Collected data entries:
//! Tx Guardian - Transactional boundary enforcement for managed components
//!
//! Architecture: Clean Architecture - Library interface serves as the application layer
//! - Pure rule and position logic in the domain, analyzer and position modules
//! - Model loading, source caching and report rendering stay at the edges
//! - Async validation API for build pipelines and editor integrations

pub mod analyzer;
pub mod cache;
pub mod config;
pub mod domain;
pub mod model;
pub mod position;
pub mod report;

// Re-export main types for convenient access
pub use domain::violations::{
    GuardianError, GuardianResult, Severity, ValidationReport, ValidationSummary, Violation,
};

pub use domain::model::{Declaration, DeclarationKind, ProgramModel, ResolvedType, SourceFile};

pub use config::{ConfigBuilder, GuardianConfig, RuleConfig};

pub use analyzer::{AnalysisOptions, Analyzer, ModelRule, RuleOutcome, TransactionalRule};

pub use model::{LoadedModel, ModelDocument, ModelFormat};

pub use position::{LineIndex, Position};

pub use report::{OutputFormat, ReportFormatter, ReportOptions};

use std::path::Path;
use std::time::Instant;

/// Main Guardian validator providing high-level validation operations
pub struct GuardianValidator {
    analyzer: Analyzer,
    report_formatter: ReportFormatter,
}

impl GuardianValidator {
    /// Create a new validator with the given configuration
    pub fn new_with_config(config: GuardianConfig) -> GuardianResult<Self> {
        let analyzer = Analyzer::new(config)?;
        let report_formatter = ReportFormatter::default();

        Ok(Self { analyzer, report_formatter })
    }

    /// Create a validator with default configuration
    pub fn new() -> GuardianResult<Self> {
        Self::new_with_config(GuardianConfig::default())
    }

    /// Create a validator loading configuration from file
    pub fn from_config_file<P: AsRef<Path>>(path: P) -> GuardianResult<Self> {
        let config = GuardianConfig::load_from_file(path)?;
        Self::new_with_config(config)
    }

    /// Set custom report formatter
    pub fn with_report_formatter(mut self, formatter: ReportFormatter) -> Self {
        self.report_formatter = formatter;
        self
    }

    pub fn analyzer(&self) -> &Analyzer {
        &self.analyzer
    }

    /// Validate a model that is already in memory
    pub fn validate_model(&self, model: &dyn ProgramModel) -> ValidationReport {
        self.analyzer.analyze_model(model, &AnalysisOptions::default())
    }

    /// Validate a single model document
    pub fn validate_file<P: AsRef<Path>>(&self, model_path: P) -> GuardianResult<ValidationReport> {
        self.analyzer.analyze_file(model_path, &AnalysisOptions::default())
    }

    /// Validate model files and directories with default options
    pub async fn validate_paths<P: AsRef<Path>>(&self, paths: &[P]) -> GuardianResult<ValidationReport> {
        self.validate_with_options(paths, &AnalysisOptions::default()).await
    }

    /// Validate model files and directories, reading documents asynchronously
    ///
    /// Reports are merged in discovery order.
    pub async fn validate_with_options<P: AsRef<Path>>(
        &self,
        paths: &[P],
        options: &AnalysisOptions,
    ) -> GuardianResult<ValidationReport> {
        let start_time = Instant::now();

        let mut model_paths = self.analyzer.discover_models(paths);
        if let Some(max_models) = options.max_models {
            model_paths.truncate(max_models);
        }

        let mut report = ValidationReport::new();
        for model_path in &model_paths {
            match load_model(model_path).await {
                Ok(model) => report.merge(self.analyzer.analyze_model(&model, options)),
                Err(e) => {
                    if options.fail_fast {
                        return Err(e);
                    }
                    tracing::warn!("Failed to analyze {}: {}", model_path.display(), e);
                }
            }
        }

        report.set_execution_time(start_time.elapsed().as_millis() as u64);
        report.set_config_fingerprint(self.analyzer.config_fingerprint());

        tracing::info!(
            "Validated {} models: {} violations",
            report.summary.models_analyzed,
            report.violations.len()
        );

        Ok(report)
    }

    /// Write a formatted validation report to `writer`
    pub fn write_report<W: std::io::Write>(
        &self,
        report: &ValidationReport,
        format: OutputFormat,
        writer: W,
    ) -> GuardianResult<()> {
        self.report_formatter.write_report(report, format, writer)
    }

    /// Format a validation report for output
    pub fn format_report(
        &self,
        report: &ValidationReport,
        format: OutputFormat,
    ) -> GuardianResult<String> {
        self.report_formatter.format_report(report, format)
    }
}

/// Read a model document with tokio and build it
async fn load_model(path: &Path) -> GuardianResult<LoadedModel> {
    let label = path.display().to_string();
    let content = tokio::fs::read_to_string(path)
        .await
        .map_err(|e| GuardianError::model(&label, format!("Failed to read model: {e}")))?;

    LoadedModel::from_content(&label, &content, ModelFormat::from_path(path), path.parent())
}

/// Convenience function to validate model files with default settings
pub async fn validate_models<P: AsRef<Path>>(paths: &[P]) -> GuardianResult<ValidationReport> {
    let validator = GuardianValidator::new()?;
    validator.validate_paths(paths).await
}

/// Build gate for CI pipelines
///
/// Returns an error if any blocking violations are found.
pub async fn build_gate<P: AsRef<Path>>(paths: &[P]) -> GuardianResult<ValidationReport> {
    let report = validate_models(paths).await?;

    if report.has_errors() {
        let error_count = report.summary.violations_by_severity.error;
        return Err(GuardianError::analysis(
            "build gate",
            format!(
                "{} blocking violation{} found",
                error_count,
                if error_count == 1 { "" } else { "s" }
            ),
        ));
    }

    Ok(report)
}

#[cfg(test)]
mod tests {
    use super::*;
    use std::fs;
    use tempfile::TempDir;

    const GUARDED: &str = r#"{
        "sources": [{ "id": "Billing.java", "text": "@Component\n@Transactional\nclass Billing {\n  Repo orders;\n}\n" }],
        "types": [{ "name": "com.acme.Repo", "interfaces": ["org.springframework.data.repository.CrudRepository"] }],
        "declarations": [{
            "name": "Billing", "kind": "class", "source": "Billing.java",
            "annotations": ["org.springframework.stereotype.Component", "javax.transaction.Transactional"],
            "members": [{ "name": "orders", "kind": "field", "offset": 44, "type": { "name": "com.acme.Repo" } }]
        }]
    }"#;

    fn write_models(root: &Path) {
        let unguarded = GUARDED
            .replace("\\n@Transactional", "")
            .replace(", \"javax.transaction.Transactional\"", "")
            .replace("\"offset\": 44", "\"offset\": 29");

        fs::write(root.join("guarded.model.json"), GUARDED).unwrap();
        fs::write(root.join("unguarded.model.json"), unguarded).unwrap();
    }

    #[tokio::test]
    async fn test_validate_paths() {
        let temp_dir = TempDir::new().unwrap();
        write_models(temp_dir.path());

        let validator = GuardianValidator::new().unwrap();
        let report = validator.validate_paths(&[temp_dir.path()]).await.unwrap();

        assert_eq!(report.summary.models_analyzed, 2);
        assert_eq!(report.summary.classes_inspected, 2);
        assert_eq!(report.summary.classes_exempt, 1);
        assert_eq!(report.violations.len(), 1);
        assert_eq!(
            report.violations[0].format_diagnostic(),
            "Billing.java:[3,3] Billing bean is mandatory transactional since orders is a CrudRepository"
        );
    }

    #[tokio::test]
    async fn test_async_and_sync_paths_agree() {
        let temp_dir = TempDir::new().unwrap();
        write_models(temp_dir.path());

        let validator = GuardianValidator::new().unwrap();
        let async_report = validator.validate_paths(&[temp_dir.path()]).await.unwrap();
        let sync_report = validator
            .analyzer()
            .analyze_paths(&[temp_dir.path()], &AnalysisOptions::default())
            .unwrap();

        let diagnostics = |r: &ValidationReport| {
            r.violations.iter().map(|v| v.format_diagnostic()).collect::<Vec<_>>()
        };
        assert_eq!(diagnostics(&async_report), diagnostics(&sync_report));
    }

    #[test]
    fn test_single_file_validation() {
        let temp_dir = TempDir::new().unwrap();
        let model_path = temp_dir.path().join("guarded.model.json");
        fs::write(&model_path, GUARDED).unwrap();

        let validator = GuardianValidator::new().unwrap();
        let report = validator.validate_file(&model_path).unwrap();

        assert!(!report.has_violations());
        assert_eq!(report.summary.classes_exempt, 1);
    }

    #[test]
    fn test_report_formatting() {
        let model = LoadedModel::from_content(
            "inline",
            &GUARDED.replace(", \"javax.transaction.Transactional\"", ""),
            ModelFormat::Json,
            None,
        )
        .unwrap();

        let validator = GuardianValidator::new().unwrap().with_report_formatter(ReportFormatter::new(
            ReportOptions { use_colors: false, ..Default::default() },
        ));
        let report = validator.validate_model(&model);

        let compiler = validator.format_report(&report, OutputFormat::Compiler).unwrap();
        assert_eq!(
            compiler,
            "Billing.java:[4,3] Billing bean is mandatory transactional since orders is a CrudRepository\n"
        );

        let json = validator.format_report(&report, OutputFormat::Json).unwrap();
        let parsed: serde_json::Value = serde_json::from_str(&json).unwrap();
        assert!(parsed["violations"].is_array());
    }

    #[tokio::test]
    async fn test_build_gate() {
        let temp_dir = TempDir::new().unwrap();
        let clean = temp_dir.path().join("clean");
        let dirty = temp_dir.path().join("dirty");
        fs::create_dir_all(&clean).unwrap();
        fs::create_dir_all(&dirty).unwrap();
        fs::write(clean.join("app.model.json"), GUARDED).unwrap();
        write_models(&dirty);

        assert!(build_gate(&[&clean]).await.is_ok());

        let err = build_gate(&[&dirty]).await.unwrap_err();
        assert!(err.to_string().contains("1 blocking violation found"));
    }

    #[tokio::test]
    async fn test_fail_fast_on_broken_model() {
        let temp_dir = TempDir::new().unwrap();
        fs::write(temp_dir.path().join("broken.model.json"), "{").unwrap();

        let validator = GuardianValidator::new().unwrap();

        let report = validator.validate_paths(&[temp_dir.path()]).await.unwrap();
        assert_eq!(report.summary.models_analyzed, 0);

        let options = AnalysisOptions { fail_fast: true, ..Default::default() };
        assert!(validator
            .validate_with_options(&[temp_dir.path()], &options)
            .await
            .is_err());
    }
}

▶ Exercise aim:
Copy every line of the records above, starting with the first, up to and including the line containing "let report_formatter = ReportFormatter::default();".

▶ Exercise response:
//! Tx Guardian - Transactional boundary enforcement for managed components
//!
//! Architecture: Clean Architecture - Library interface serves as the application layer
//! - Pure rule and position logic in the domain, analyzer and position modules
//! - Model loading, source caching and report rendering stay at the edges
//! - Async validation API for build pipelines and editor integrations

pub mod analyzer;
pub mod cache;
pub mod config;
pub mod domain;
pub mod model;
pub mod position;
pub mod report;

// Re-export main types for convenient access
pub use domain::violations::{
    GuardianError, GuardianResult, Severity, ValidationReport, ValidationSummary, Violation,
};

pub use domain::model::{Declaration, DeclarationKind, ProgramModel, ResolvedType, SourceFile};

pub use config::{ConfigBuilder, GuardianConfig, RuleConfig};

pub use analyzer::{AnalysisOptions, Analyzer, ModelRule, RuleOutcome, TransactionalRule};

pub use model::{LoadedModel, ModelDocument, ModelFormat};

pub use position::{LineIndex, Position};

pub use report::{OutputFormat, ReportFormatter, ReportOptions};

use std::path::Path;
use std::time::Instant;

/// Main Guardian validator providing high-level validation operations
pub struct GuardianValidator {
    analyzer: Analyzer,
    report_formatter: ReportFormatter,
}

impl GuardianValidator {
    /// Create a new validator with the given configuration
    pub fn new_with_config(config: GuardianConfig) -> GuardianResult<Self> {
        let analyzer = Analyzer::new(config)?;
        let report_formatter = ReportFormatter::default();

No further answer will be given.